Aku Harus Kembali

2.2K 179 6
                                    

AKU HARUS KEMBALI

SEKARANG AKU MERASA mual dan mataku terasa panas terus berair.

Emily membantuku yang berjalan sempoyongan berusaha melihat dengan jelas. Namun rasanya dunia ini terombang-ambing oleh ombak laut, ditambah lagi kegelapan malam membuatku tidak bisa menebak sedikit jelas.

Tetapi tiba-tiba selama kami menelusuri jalan, kami mendapati tiga pria sedang berkumpul dan menodongkan ... apa itu? Pisang hitam? Hah, tunggu, apa? Memang ada pisang hitam?

"Jangan bergerak," kata seorang pria.

Aku sebenarnya menangkap perkataannya tapi entah kenapa aku malah bergumam tak bisa diam. Mereka seolah bicara dengan bahasa hewan laut dengan berkata "hoooon muuu ...."

"Eh-he. Bahasa yang lucu, bung, responsku sambil terkekeh gila.

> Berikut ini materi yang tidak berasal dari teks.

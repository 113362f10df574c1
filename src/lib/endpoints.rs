//! Backend endpoint paths and URL helpers shared by the feature clients.

/// Credential sign-in callback of the authentication service.
pub const SIGN_IN_PATH: &str = "/api/auth/callback/credentials";
/// Account registration endpoint.
pub const REGISTER_PATH: &str = "/api/auth";
/// Upload route; the logical endpoint is passed as the `slug` query parameter.
pub const UPLOAD_PATH: &str = "/api/uploadthing";

/// Maximum number of error body characters kept for notifications.
const MAX_ERROR_CHARS: usize = 500;

/// Builds a URL from an explicit base URL and the provided path.
pub fn build_url_with_base(base_url: &str, path: &str) -> String {
    let base = base_url.trim().trim_end_matches('/');
    let path = path.trim();

    if base.is_empty() {
        path.to_string()
    } else {
        format!("{}/{}", base, path.trim_start_matches('/'))
    }
}

/// Path of the upload route bound to the given logical endpoint.
pub fn upload_path(endpoint: &str) -> String {
    let slug: String = url::form_urlencoded::byte_serialize(endpoint.trim().as_bytes()).collect();
    format!("{UPLOAD_PATH}?slug={slug}")
}

/// Trims and truncates HTTP error bodies before they reach the UI.
pub fn sanitize_body(body: &str) -> String {
    let trimmed = body.trim();
    if trimmed.is_empty() {
        "Request failed.".to_string()
    } else {
        trimmed.chars().take(MAX_ERROR_CHARS).collect()
    }
}

/// Returns only the host of a document URL for log lines.
pub fn redact_url(value: &str) -> String {
    url::Url::parse(value)
        .ok()
        .and_then(|parsed| parsed.host_str().map(ToString::to_string))
        .unwrap_or_else(|| "<invalid url>".to_string())
}
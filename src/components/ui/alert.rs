//! Alert banners for inline and toast messages. Messages must be safe to render
//! and should never include secrets.

use crate::features::effects::NoticeKind;
use leptos::prelude::*;

pub(crate) fn alert_class(kind: NoticeKind) -> &'static str {
    match kind {
        NoticeKind::Error => {
            "rounded-lg border border-red-200 bg-red-50 px-4 py-3 text-sm text-red-700 dark:border-red-400 dark:bg-red-900/30 dark:text-red-200"
        }
        NoticeKind::Success => {
            "rounded-lg border border-emerald-200 bg-emerald-50 px-4 py-3 text-sm text-emerald-700 dark:border-emerald-400 dark:bg-emerald-900/30 dark:text-emerald-200"
        }
        NoticeKind::Info => {
            "rounded-lg border border-blue-200 bg-blue-50 px-4 py-3 text-sm text-blue-700 dark:border-blue-400 dark:bg-blue-900/30 dark:text-blue-200"
        }
    }
}

/// Renders a styled alert banner.
#[component]
pub fn Alert(kind: NoticeKind, message: String) -> impl IntoView {
    let role = if kind == NoticeKind::Error { "alert" } else { "status" };

    view! { <div class=alert_class(kind) role=role>{message}</div> }
}
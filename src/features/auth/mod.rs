//! Auth feature module covering credential sign-in and the in-memory session.
//! It keeps sign-in decisions out of the UI. This module handles passwords and
//! must avoid logging them.
//!
//! Flow Overview: the login form is validated locally, the credentials provider
//! is called once with redirects disabled, and a successful result records the
//! session and moves the user to their profile.

#[cfg(target_arch = "wasm32")]
pub(crate) mod client;
#[cfg(target_arch = "wasm32")]
mod guards;
pub(crate) mod login;
pub(crate) mod schema;
#[cfg(target_arch = "wasm32")]
pub(crate) mod state;
pub(crate) mod types;

#[cfg(target_arch = "wasm32")]
pub(crate) use guards::RequireAuth;
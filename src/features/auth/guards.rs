use crate::{app_lib::paths, features::auth::state::use_auth};
use leptos::prelude::*;
use leptos_router::components::A;

/// Renders children for signed-in users and a sign-in prompt otherwise.
#[component]
pub fn RequireAuth(children: ChildrenFn) -> impl IntoView {
    let auth = use_auth();

    // UX-only guard; real access control must live on the API.
    view! {
        <Show
            when=move || auth.is_authenticated.get()
            fallback=|| {
                view! {
                    <div class="mx-auto max-w-md rounded-2xl border border-slate-200 bg-white p-6 text-center">
                        <p class="text-sm text-slate-600">"You need to sign in to view this page."</p>
                        <A
                            href=paths::LOGIN
                            {..}
                            class="mt-4 inline-flex items-center rounded-lg bg-blue-700 px-5 py-2.5 text-sm font-medium text-white hover:bg-blue-800"
                        >
                            "Sign in"
                        </A>
                    </div>
                }
            }
        >
            {children()}
        </Show>
    }
}
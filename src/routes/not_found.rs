//! 404 page for unknown routes.

use crate::{app_lib::paths, components::AppShell};
use leptos::prelude::*;
use leptos_router::components::A;

/// Top-level route fallback.
#[component]
pub fn NotFoundPage() -> impl IntoView {
    view! {
        <AppShell>
            <NotFoundContent />
        </AppShell>
    }
}

#[component]
fn NotFoundContent() -> impl IntoView {
    view! {
        <div class="flex flex-col items-center justify-center min-h-[50vh] text-center px-4">
            <div class="relative">
                <h1 class="text-9xl font-black text-gray-100 dark:text-gray-800 select-none">
                    "404"
                </h1>
                <p class="absolute top-1/2 left-1/2 -translate-x-1/2 -translate-y-1/2 text-2xl font-bold text-gray-900 dark:text-white whitespace-nowrap">
                    "Page not found"
                </p>
            </div>

            <div class="mt-4 space-y-6">
                <p class="text-gray-500 dark:text-gray-400 max-w-sm mx-auto">
                    "There is nothing at this address. Head back home or sign in to reach your profile."
                </p>

                <div class="flex flex-col sm:flex-row items-center justify-center gap-4">
                    <A
                        href=paths::HOME
                        {..}
                        class="inline-flex items-center px-5 py-2.5 text-sm font-medium text-white bg-blue-700 rounded-lg hover:bg-blue-800 focus:ring-4 focus:outline-none focus:ring-blue-300 dark:bg-blue-600 dark:hover:bg-blue-700 dark:focus:ring-blue-800 transition-all"
                    >
                        <span class="material-symbols-outlined mr-2 text-base">"home"</span>
                        "Go Home"
                    </A>
                    <button
                        on:click=move |_| {
                            if let Some(history) =
                                web_sys::window().and_then(|window| window.history().ok())
                            {
                                let _ = history.back();
                            }
                        }
                        class="inline-flex items-center px-5 py-2.5 text-sm font-medium text-gray-900 bg-white border border-gray-200 rounded-lg hover:bg-gray-100 hover:text-blue-700 focus:z-10 focus:ring-4 focus:ring-gray-100 dark:focus:ring-gray-700 dark:bg-gray-800 dark:text-gray-400 dark:border-gray-600 dark:hover:text-white dark:hover:bg-gray-700 transition-all"
                    >
                        <span class="material-symbols-outlined mr-2 text-base">"arrow_back"</span>
                        "Go Back"
                    </button>
                </div>
            </div>
        </div>
    }
}
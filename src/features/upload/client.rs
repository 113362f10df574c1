//! Multipart upload of the proof document to the configured upload route.

use super::types::UploadedFile;
use crate::app_lib::{AppError, api::post_form_data_response, config::AppConfig, endpoints};
use web_sys::{File, FormData};

/// Uploads one file and returns the service's file records. A JSON `null`
/// body yields `None`.
pub async fn upload_document(file: &File) -> Result<Option<Vec<UploadedFile>>, AppError> {
    let config = AppConfig::load();
    let form = FormData::new()
        .map_err(|_| AppError::Config("Unable to prepare the upload.".to_string()))?;
    form.append_with_blob_and_filename("files", file, &file.name())
        .map_err(|_| AppError::Serialization("Unable to attach the document.".to_string()))?;

    tracing::debug!(endpoint = %config.upload_endpoint, "Uploading document");
    post_form_data_response(
        &config.upload_base_url,
        &endpoints::upload_path(&config.upload_endpoint),
        form,
    )
    .await
}
use type_mapping::Value;

/// Single `column = value` assignment of an UPDATE
#[derive(Debug, Clone, PartialEq)]
pub struct SetClause {
    pub column: String,
    pub value: Value,
}

/// Ordered container for update assignments
///
/// Setting a column twice replaces its value but keeps its first position,
/// so SET bindings stay in the order columns were first named.
#[derive(Debug, Clone, Default, PartialEq)]
pub struct UpdateSet {
    pub operations: Vec<SetClause>,
}

impl UpdateSet {
    pub fn new() -> Self {
        Self::default()
    }

    pub fn set(&mut self, column: impl Into<String>, value: impl Into<Value>) {
        let column = column.into();
        let value = value.into();
        match self.operations.iter_mut().find(|op| op.column == column) {
            Some(existing) => existing.value = value,
            None => self.operations.push(SetClause { column, value }),
        }
    }

    pub fn values(&self) -> impl Iterator<Item = &Value> {
        self.operations.iter().map(|op| &op.value)
    }

    pub fn is_empty(&self) -> bool {
        self.operations.is_empty()
    }

    pub fn len(&self) -> usize {
        self.operations.len()
    }
}

#[cfg(test)]
mod tests {
    use super::*;

    #[test]
    fn test_set_keeps_first_position() {
        let mut set = UpdateSet::new();
        set.set("name", "a");
        set.set("created_at", "2024-01-01 00:00:00");
        set.set("name", "b");

        assert_eq!(set.len(), 2);
        assert_eq!(set.operations[0].column, "name");
        assert_eq!(set.operations[0].value, Value::from("b"));
    }
}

"Dia sedang mabuk," bisik salah seorang.

Emily menepuk perutku dua kali lalu berganti berhadapan dengan mereka. "Jadi kalian berniat merampokku dan pria tak berguna ini? Sasaran yang tidak bagus, bung. Dia hanya seorang pria payah dan sebaiknya kalian tak perlu tahu aku siapa."

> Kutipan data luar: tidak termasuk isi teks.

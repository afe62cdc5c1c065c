//! Integration tests for the fluent builder
//!
//! Runs against an in-memory SQLite database through the sqlx driver.

use ezdb::prelude::*;
use pretty_assertions::assert_eq;

fn seeded_connection() -> Connection {
    let mut connection =
        Connection::new(DatabaseConfig::sqlite(":memory:")).expect("valid sqlite config");
    connection
        .raw(
            "CREATE TABLE test (
                id INTEGER PRIMARY KEY AUTOINCREMENT,
                name TEXT,
                score REAL,
                created_at TEXT
            )",
        )
        .expect("create table");
    connection
        .table("test")
        .insert_many([
            [("name", Value::from("A")), ("score", Value::from(1.5))],
            [("name", Value::from("B")), ("score", Value::from(2.5))],
            [("name", Value::from("C")), ("score", Value::from(3.5))],
        ])
        .expect("seed rows");
    connection
}

fn ids(rows: &[Row]) -> Vec<Value> {
    rows.iter()
        .map(|row| row.get("id").cloned().unwrap_or_default())
        .collect()
}

#[test]
fn test_where_and_order_select() {
    let mut connection = seeded_connection();

    let rows = connection
        .table("test")
        .where_("id", ">", 1)
        .unwrap()
        .order_by("id", SortOrder::Desc)
        .get()
        .unwrap();

    assert_eq!(ids(&rows), vec![Value::from(3), Value::from(2)]);
    assert_eq!(rows[0].get("name"), Some(&Value::from("C")));
    assert_eq!(rows[1].get("name"), Some(&Value::from("B")));
}

#[test]
fn test_insert_round_trip() {
    let mut connection = seeded_connection();

    let inserted = connection
        .table("test")
        .insert([
            ("name", Value::from("ezDB")),
            ("score", Value::from(9.25)),
            ("created_at", Value::from("2024-01-01 00:00:00")),
        ])
        .unwrap();
    assert_eq!(inserted, 1);
    assert_eq!(connection.last_insert_id(), Some(4));

    let row = connection
        .table("test")
        .where_eq("name", "ezDB")
        .first()
        .unwrap()
        .expect("inserted row");
    assert_eq!(row.get("id"), Some(&Value::Integer(4)));
    assert_eq!(row.get("score"), Some(&Value::Float(9.25)));
    assert_eq!(row.get("created_at"), Some(&Value::from("2024-01-01 00:00:00")));
}

#[test]
fn test_projection_limits_columns() {
    let mut connection = seeded_connection();

    let rows = connection
        .table("test")
        .where_in("name", ["A", "C"])
        .unwrap()
        .select(["id", "name"])
        .unwrap();

    assert_eq!(rows.len(), 2);
    assert_eq!(rows[0].columns().collect::<Vec<_>>(), vec!["id", "name"]);
}

#[test]
fn test_aggregates_agree() {
    let mut connection = seeded_connection();
    let mut builder = connection.table("test");
    builder.where_not_null("name");

    let count = builder.count().unwrap();
    let sum = builder.sum("id").unwrap().as_f64().unwrap();
    let avg = builder.avg("id").unwrap().as_f64().unwrap();

    assert_eq!(count, 3);
    assert_eq!(sum / count as f64, avg);
    assert_eq!(builder.min("score").unwrap(), Value::Float(1.5));
    assert_eq!(builder.max("score").unwrap(), Value::Float(3.5));
    assert_eq!(builder.clauses().wheres.len(), 1);
    assert!(builder.clauses().orders.is_empty());
}

#[test]
fn test_between_or_and_pagination() {
    let mut connection = seeded_connection();

    let rows = connection
        .table("test")
        .where_between("id", [1, 2])
        .or_where("name", "=", "C")
        .unwrap()
        .order_by("id", SortOrder::Asc)
        .limit(2)
        .offset(1)
        .get()
        .unwrap();
    assert_eq!(ids(&rows), vec![Value::from(2), Value::from(3)]);

    let rows = connection
        .table("test")
        .where_not_between("id", [1, 2])
        .get()
        .unwrap();
    assert_eq!(ids(&rows), vec![Value::from(3)]);
}

#[test]
fn test_update_and_delete() {
    let mut connection = seeded_connection();

    let updated = connection
        .table("test")
        .where_("id", ">=", 2)
        .unwrap()
        .update([("created_at", "2024-06-01 12:00:00")])
        .unwrap();
    assert_eq!(updated, 2);

    let missing = connection
        .table("test")
        .where_null("created_at")
        .count()
        .unwrap();
    assert_eq!(missing, 1);

    let deleted = connection
        .table("test")
        .where_not_in("id", [1])
        .unwrap()
        .delete()
        .unwrap();
    assert_eq!(deleted, 2);
    assert_eq!(connection.table("test").count().unwrap(), 1);
}

#[test]
fn test_driver_errors_surface_as_query_errors() {
    let mut connection = seeded_connection();

    let err = connection.table("missing_table").get().unwrap_err();
    assert!(matches!(err, QueryError::Execution(_)));
    assert!(err.to_string().starts_with("Query error: execution failed"));

    let err = connection.table("test").where_("id", "<>>", 1).err().unwrap();
    assert!(matches!(err, QueryError::InvalidOperator(_)));
}
//! Result hydration: raw driver rows to `Row` objects

use crate::driver::RawRow;
use crate::row::Row;

/// Accessor pivot data is attached under unless renamed
pub const DEFAULT_PIVOT_ACCESSOR: &str = "pivot";

/// Prefix pivot columns are projected under, so they cannot collide with
/// columns of the related table
pub const PIVOT_PREFIX: &str = "pivot_";

/// Pivot columns a many-to-many query projects and where to attach them
#[derive(Debug, Clone, PartialEq)]
pub struct PivotProjection {
    pub accessor: String,
    pub columns: Vec<String>,
}

impl PivotProjection {
    pub fn new(columns: Vec<String>) -> Self {
        Self {
            accessor: DEFAULT_PIVOT_ACCESSOR.to_string(),
            columns,
        }
    }

    pub fn projected_name(column: &str) -> String {
        format!("{}{}", PIVOT_PREFIX, column)
    }
}

pub struct Hydrator;

impl Hydrator {
    pub fn hydrate(rows: Vec<RawRow>) -> Vec<Row> {
        rows.into_iter().map(Row::from_pairs).collect()
    }

    pub fn hydrate_one(rows: Vec<RawRow>) -> Option<Row> {
        rows.into_iter().next().map(Row::from_pairs)
    }

    /// Hydrate rows and move the projected pivot columns of each into a
    /// nested row under the pivot accessor
    pub fn hydrate_with_pivot(rows: Vec<RawRow>, pivot: &PivotProjection) -> Vec<Row> {
        let projected: Vec<(String, &str)> = pivot
            .columns
            .iter()
            .map(|column| (PivotProjection::projected_name(column), column.as_str()))
            .collect();

        rows.into_iter()
            .map(|raw| {
                let mut row = Row::new();
                let mut pivot_row = Row::new();
                for (column, value) in raw {
                    match projected.iter().find(|(name, _)| *name == column) {
                        Some((_, original)) => pivot_row.set(*original, value),
                        None => row.set(column, value),
                    }
                }
                row.set_relation(pivot.accessor.clone(), crate::row::Related::one(Some(pivot_row)));
                row
            })
            .collect()
    }
}

#[cfg(test)]
mod tests {
    use super::*;
    use crate::driver::mock::raw_row;
    use type_mapping::Value;

    #[test]
    fn test_hydrate_keeps_columns() {
        let rows = Hydrator::hydrate(vec![
            raw_row(vec![("id", Value::from(1)), ("name", Value::from("A"))]),
            raw_row(vec![("id", Value::from(2)), ("name", Value::from("B"))]),
        ]);
        assert_eq!(rows.len(), 2);
        assert_eq!(rows[1].get("name"), Some(&Value::from("B")));
        assert!(Hydrator::hydrate_one(Vec::new()).is_none());
    }

    #[test]
    fn test_pivot_columns_move_to_nested_row() {
        let mut pivot = PivotProjection::new(vec![
            "test_related_id".to_string(),
            "intermediate_value".to_string(),
        ]);
        pivot.accessor = "intermediate".to_string();

        let rows = Hydrator::hydrate_with_pivot(
            vec![raw_row(vec![
                ("id", Value::from(1)),
                ("related_value", Value::from("Hello")),
                ("pivot_test_related_id", Value::from(1)),
                ("pivot_intermediate_value", Value::from("x")),
            ])],
            &pivot,
        );

        let row = &rows[0];
        assert_eq!(row.columns().collect::<Vec<_>>(), vec!["id", "related_value"]);
        let nested = row.nested("intermediate").unwrap();
        assert_eq!(
            nested.columns().collect::<Vec<_>>(),
            vec!["test_related_id", "intermediate_value"]
        );
        assert!(row.pivot().is_none());
    }
}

"Oh, berani melawan kau?" tanya si pria dan terkekeh sinis, "kau tidak takut peluru ini menembus tubuhmu nanti?"

"Itu hanya sebuah pisang ketuaan. Sedang apa kau todongkan benda tak berguna itu?" gumamku pelan.

"Hey!"

"Bos! Tenang!" aku mendengar suara gusar di depanku tapi aku merasa tetap tidak peduli.

"Kalian tak sebaiknya membuatku kesal!"

Lalu aku mendengar sebuah pelatuk senjata api baru saja ditekan. Seketika tubuhku terbanting ke sisi setelah Emily mendorongku dengan kasar lalu ia meroda dengan papan selancar berodanya. Aku baru bisa setengah mendapatkan kesadaranku kembali sementara aku melihat Emily beraksi dengan lihai. Papan itu membantunya terseret dengan lincah, menghantam benda pribadi si bos dengan lututnya sehingga dia mengerang. Yang lainnya mulai melancarkan pukulannya tetapi Emily menghindar dengan mudah sehingga mereka malah meninju satu sama lain.

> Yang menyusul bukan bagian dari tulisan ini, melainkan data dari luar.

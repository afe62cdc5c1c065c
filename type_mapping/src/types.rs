//! Value definitions
//!
//! This module provides the typed value sum used for bind parameters
//! and hydrated row cells, plus conversions from common Rust types.

use serde::{Deserialize, Serialize};
use std::fmt;
use uuid::Uuid;

/// A single SQL value: a bind parameter or a decoded result cell
#[derive(Debug, Clone, PartialEq, Serialize, Deserialize, Default)]
#[serde(untagged)]
pub enum Value {
    #[default]
    Null,
    Boolean(bool),
    Integer(i64),
    Float(f64),
    Text(String),
}

impl Value {
    pub fn is_null(&self) -> bool {
        matches!(self, Value::Null)
    }

    pub fn as_i64(&self) -> Option<i64> {
        match self {
            Value::Integer(i) => Some(*i),
            Value::Boolean(b) => Some(i64::from(*b)),
            Value::Text(s) => s.trim().parse().ok(),
            _ => None,
        }
    }

    /// Numeric view of the value; integers and numeric text widen to f64
    pub fn as_f64(&self) -> Option<f64> {
        match self {
            Value::Integer(i) => Some(*i as f64),
            Value::Float(f) => Some(*f),
            Value::Text(s) => s.trim().parse().ok(),
            _ => None,
        }
    }

    pub fn as_str(&self) -> Option<&str> {
        match self {
            Value::Text(s) => Some(s),
            _ => None,
        }
    }

    pub fn as_bool(&self) -> Option<bool> {
        match self {
            Value::Boolean(b) => Some(*b),
            Value::Integer(0) => Some(false),
            Value::Integer(1) => Some(true),
            _ => None,
        }
    }
}

impl fmt::Display for Value {
    fn fmt(&self, f: &mut fmt::Formatter<'_>) -> fmt::Result {
        match self {
            Value::Null => write!(f, "NULL"),
            Value::Boolean(b) => write!(f, "{}", b),
            Value::Integer(i) => write!(f, "{}", i),
            Value::Float(v) => write!(f, "{}", v),
            Value::Text(s) => write!(f, "{}", s),
        }
    }
}

impl From<String> for Value {
    fn from(val: String) -> Self {
        Value::Text(val)
    }
}

impl From<&str> for Value {
    fn from(val: &str) -> Self {
        Value::Text(val.to_string())
    }
}

impl From<&String> for Value {
    fn from(val: &String) -> Self {
        Value::Text(val.clone())
    }
}

macro_rules! impl_from_integer {
    ($($ty:ty),*) => {
        $(
            impl From<$ty> for Value {
                fn from(val: $ty) -> Self {
                    Value::Integer(i64::from(val))
                }
            }
        )*
    };
}

impl_from_integer!(i8, i16, i32, i64, u8, u16, u32);

impl From<f32> for Value {
    fn from(val: f32) -> Self {
        Value::Float(f64::from(val))
    }
}

impl From<f64> for Value {
    fn from(val: f64) -> Self {
        Value::Float(val)
    }
}

impl From<bool> for Value {
    fn from(val: bool) -> Self {
        Value::Boolean(val)
    }
}

impl From<Uuid> for Value {
    fn from(val: Uuid) -> Self {
        Value::Text(val.hyphenated().to_string())
    }
}

impl From<chrono::NaiveDateTime> for Value {
    fn from(val: chrono::NaiveDateTime) -> Self {
        Value::Text(val.format("%Y-%m-%d %H:%M:%S").to_string())
    }
}

impl From<chrono::NaiveDate> for Value {
    fn from(val: chrono::NaiveDate) -> Self {
        Value::Text(val.format("%Y-%m-%d").to_string())
    }
}

impl From<chrono::DateTime<chrono::Utc>> for Value {
    fn from(val: chrono::DateTime<chrono::Utc>) -> Self {
        val.naive_utc().into()
    }
}

impl<T> From<Option<T>> for Value
where
    T: Into<Value>,
{
    fn from(val: Option<T>) -> Self {
        match val {
            Some(v) => v.into(),
            None => Value::Null,
        }
    }
}

impl From<&Value> for Value {
    fn from(val: &Value) -> Self {
        val.clone()
    }
}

Kemudian Emily menghantamkan papannya pada punggung si bos pada bagian rodanya. Begitu menyakitkan sampai aku ikut meringis. Emily meletakkan papan itu lagi di jalan sambil memutarnya dan melompat, kemudian mendarat dengan sempurna. Tak lupa dia juga mengunci tinju yang baru akan melayang pada pipinya, lalu ia menarik pria itu sampai menubruk pria satunya.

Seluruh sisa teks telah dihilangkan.